__What you need to do__: Which lines of the data hold the word "SecondsFormat"? Copy all of them.

__Data shown__:
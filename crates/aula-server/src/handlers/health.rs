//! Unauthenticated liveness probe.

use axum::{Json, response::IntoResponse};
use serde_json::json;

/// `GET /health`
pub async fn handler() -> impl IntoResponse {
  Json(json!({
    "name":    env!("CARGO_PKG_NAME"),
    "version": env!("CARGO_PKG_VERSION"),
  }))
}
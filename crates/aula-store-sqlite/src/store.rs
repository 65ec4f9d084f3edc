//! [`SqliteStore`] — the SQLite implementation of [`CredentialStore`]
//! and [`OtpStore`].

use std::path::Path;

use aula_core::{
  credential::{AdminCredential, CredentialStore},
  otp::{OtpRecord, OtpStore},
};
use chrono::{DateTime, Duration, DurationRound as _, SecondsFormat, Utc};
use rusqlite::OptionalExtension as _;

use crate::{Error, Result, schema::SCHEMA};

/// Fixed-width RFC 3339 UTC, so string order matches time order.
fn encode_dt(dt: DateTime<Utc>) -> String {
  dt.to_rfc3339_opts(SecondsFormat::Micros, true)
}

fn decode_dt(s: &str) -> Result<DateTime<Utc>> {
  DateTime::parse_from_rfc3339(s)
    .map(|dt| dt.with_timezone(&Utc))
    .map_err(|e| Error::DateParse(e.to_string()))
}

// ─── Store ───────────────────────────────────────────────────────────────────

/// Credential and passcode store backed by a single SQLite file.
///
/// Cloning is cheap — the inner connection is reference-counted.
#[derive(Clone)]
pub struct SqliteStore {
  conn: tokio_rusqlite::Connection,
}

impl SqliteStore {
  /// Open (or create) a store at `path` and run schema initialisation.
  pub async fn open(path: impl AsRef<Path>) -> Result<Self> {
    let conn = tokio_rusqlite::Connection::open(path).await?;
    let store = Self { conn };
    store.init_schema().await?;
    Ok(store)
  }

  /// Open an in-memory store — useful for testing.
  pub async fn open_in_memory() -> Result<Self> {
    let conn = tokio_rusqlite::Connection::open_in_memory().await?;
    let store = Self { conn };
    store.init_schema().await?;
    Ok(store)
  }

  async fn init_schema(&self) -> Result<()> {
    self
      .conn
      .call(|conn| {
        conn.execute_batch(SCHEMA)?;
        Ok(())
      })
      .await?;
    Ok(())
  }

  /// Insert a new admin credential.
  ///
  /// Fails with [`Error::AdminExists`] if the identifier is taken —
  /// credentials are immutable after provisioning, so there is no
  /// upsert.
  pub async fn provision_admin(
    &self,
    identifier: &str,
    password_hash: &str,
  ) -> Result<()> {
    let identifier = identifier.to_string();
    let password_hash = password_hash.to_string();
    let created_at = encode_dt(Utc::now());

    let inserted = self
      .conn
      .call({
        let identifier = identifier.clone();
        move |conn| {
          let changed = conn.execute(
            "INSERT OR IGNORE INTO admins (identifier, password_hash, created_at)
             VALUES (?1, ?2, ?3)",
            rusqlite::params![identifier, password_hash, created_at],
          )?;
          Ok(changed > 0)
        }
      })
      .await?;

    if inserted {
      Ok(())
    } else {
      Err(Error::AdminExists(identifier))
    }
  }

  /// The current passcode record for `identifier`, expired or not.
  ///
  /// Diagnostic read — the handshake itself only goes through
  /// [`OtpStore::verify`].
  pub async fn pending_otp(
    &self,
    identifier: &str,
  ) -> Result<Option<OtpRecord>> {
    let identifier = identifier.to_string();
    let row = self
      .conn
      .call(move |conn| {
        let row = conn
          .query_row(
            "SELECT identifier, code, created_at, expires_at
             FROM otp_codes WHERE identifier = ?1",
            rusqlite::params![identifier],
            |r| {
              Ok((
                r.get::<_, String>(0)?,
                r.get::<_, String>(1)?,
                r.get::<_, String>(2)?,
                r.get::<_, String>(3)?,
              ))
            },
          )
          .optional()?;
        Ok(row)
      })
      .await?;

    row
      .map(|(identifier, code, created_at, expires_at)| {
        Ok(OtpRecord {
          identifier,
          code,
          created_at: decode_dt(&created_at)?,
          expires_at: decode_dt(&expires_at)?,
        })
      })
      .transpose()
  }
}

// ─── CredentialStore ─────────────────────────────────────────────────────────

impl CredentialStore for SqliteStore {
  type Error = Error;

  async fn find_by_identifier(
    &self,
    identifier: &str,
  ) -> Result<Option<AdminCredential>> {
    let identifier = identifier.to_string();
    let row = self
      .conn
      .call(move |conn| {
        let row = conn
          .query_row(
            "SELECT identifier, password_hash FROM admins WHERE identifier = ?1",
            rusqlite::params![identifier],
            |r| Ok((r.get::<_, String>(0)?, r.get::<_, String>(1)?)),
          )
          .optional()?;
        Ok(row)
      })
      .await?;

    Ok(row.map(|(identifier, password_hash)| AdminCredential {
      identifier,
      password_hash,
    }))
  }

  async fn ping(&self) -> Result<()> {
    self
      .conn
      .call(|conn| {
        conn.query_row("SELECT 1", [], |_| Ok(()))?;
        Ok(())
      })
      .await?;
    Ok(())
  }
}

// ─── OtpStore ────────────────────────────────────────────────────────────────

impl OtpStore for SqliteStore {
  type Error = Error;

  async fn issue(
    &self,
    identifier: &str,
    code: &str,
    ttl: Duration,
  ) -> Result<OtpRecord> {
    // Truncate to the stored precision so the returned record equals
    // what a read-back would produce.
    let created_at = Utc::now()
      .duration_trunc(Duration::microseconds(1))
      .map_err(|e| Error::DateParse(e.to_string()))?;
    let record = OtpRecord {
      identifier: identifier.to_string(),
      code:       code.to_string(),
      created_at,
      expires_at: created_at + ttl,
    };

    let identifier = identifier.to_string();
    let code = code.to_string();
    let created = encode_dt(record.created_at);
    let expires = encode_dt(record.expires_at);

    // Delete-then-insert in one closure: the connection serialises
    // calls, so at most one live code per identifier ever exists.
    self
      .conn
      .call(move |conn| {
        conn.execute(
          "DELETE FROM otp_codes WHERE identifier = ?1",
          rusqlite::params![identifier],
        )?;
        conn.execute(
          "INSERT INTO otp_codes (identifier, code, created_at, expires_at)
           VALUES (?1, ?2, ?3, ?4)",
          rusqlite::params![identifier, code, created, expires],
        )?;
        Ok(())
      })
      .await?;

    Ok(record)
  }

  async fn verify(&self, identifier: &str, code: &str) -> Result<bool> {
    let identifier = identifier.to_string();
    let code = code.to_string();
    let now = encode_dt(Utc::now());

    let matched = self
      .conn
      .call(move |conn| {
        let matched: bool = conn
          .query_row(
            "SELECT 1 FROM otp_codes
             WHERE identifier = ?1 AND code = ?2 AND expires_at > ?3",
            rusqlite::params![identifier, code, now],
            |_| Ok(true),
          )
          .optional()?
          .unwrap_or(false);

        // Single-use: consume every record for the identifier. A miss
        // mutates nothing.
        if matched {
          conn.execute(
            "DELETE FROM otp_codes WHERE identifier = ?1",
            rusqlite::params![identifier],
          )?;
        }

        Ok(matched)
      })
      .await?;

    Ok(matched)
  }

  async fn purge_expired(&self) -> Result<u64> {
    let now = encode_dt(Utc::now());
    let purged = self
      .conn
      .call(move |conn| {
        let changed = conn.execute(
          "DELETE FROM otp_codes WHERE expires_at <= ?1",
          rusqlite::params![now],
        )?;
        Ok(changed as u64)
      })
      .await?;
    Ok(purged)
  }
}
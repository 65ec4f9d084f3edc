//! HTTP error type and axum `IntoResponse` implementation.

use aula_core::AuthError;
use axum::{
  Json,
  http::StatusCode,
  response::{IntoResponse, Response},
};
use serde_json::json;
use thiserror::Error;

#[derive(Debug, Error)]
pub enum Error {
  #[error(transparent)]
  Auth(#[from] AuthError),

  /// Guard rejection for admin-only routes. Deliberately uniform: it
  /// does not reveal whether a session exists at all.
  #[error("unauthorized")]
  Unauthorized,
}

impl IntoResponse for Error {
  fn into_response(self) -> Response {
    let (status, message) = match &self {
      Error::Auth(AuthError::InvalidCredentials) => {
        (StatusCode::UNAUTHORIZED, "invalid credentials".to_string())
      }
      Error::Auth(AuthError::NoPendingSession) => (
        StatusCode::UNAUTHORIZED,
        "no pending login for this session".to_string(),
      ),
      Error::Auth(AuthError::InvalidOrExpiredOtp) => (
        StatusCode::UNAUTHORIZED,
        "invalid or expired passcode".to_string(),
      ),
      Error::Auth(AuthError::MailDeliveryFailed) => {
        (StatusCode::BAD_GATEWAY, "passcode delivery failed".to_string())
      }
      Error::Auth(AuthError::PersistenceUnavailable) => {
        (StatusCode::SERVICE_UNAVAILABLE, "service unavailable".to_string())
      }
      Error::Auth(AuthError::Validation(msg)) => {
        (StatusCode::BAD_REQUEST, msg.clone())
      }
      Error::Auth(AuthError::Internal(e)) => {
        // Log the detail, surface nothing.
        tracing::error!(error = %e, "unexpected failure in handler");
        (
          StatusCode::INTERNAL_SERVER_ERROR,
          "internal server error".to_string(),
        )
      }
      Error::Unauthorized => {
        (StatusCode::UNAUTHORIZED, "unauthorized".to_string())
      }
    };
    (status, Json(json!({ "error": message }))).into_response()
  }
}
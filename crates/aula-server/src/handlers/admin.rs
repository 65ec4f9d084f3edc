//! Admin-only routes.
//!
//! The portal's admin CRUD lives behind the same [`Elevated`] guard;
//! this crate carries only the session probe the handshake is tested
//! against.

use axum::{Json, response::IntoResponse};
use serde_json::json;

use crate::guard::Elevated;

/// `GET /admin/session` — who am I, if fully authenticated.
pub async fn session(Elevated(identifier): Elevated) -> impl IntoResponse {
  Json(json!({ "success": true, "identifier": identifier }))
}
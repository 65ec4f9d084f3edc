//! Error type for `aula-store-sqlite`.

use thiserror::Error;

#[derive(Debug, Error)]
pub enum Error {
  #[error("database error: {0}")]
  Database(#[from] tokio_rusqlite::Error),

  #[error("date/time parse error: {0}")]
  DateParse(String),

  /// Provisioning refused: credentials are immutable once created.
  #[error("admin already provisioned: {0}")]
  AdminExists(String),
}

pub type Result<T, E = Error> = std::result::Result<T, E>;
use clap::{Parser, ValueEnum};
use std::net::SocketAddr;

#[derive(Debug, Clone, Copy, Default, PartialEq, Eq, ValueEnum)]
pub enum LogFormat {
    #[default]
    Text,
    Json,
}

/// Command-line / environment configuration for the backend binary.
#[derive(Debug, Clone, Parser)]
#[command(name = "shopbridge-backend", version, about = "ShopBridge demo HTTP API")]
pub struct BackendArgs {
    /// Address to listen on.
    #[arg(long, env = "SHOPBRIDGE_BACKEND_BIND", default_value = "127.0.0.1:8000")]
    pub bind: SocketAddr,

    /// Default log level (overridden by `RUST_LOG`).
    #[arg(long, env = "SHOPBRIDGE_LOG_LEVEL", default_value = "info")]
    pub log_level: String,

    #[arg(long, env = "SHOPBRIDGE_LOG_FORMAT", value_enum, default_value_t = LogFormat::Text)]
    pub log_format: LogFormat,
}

__Solution__:
use chrono::{DateTime, Duration, DurationRound as _, SecondsFormat, Utc};
  dt.to_rfc3339_opts(SecondsFormat::Micros, true)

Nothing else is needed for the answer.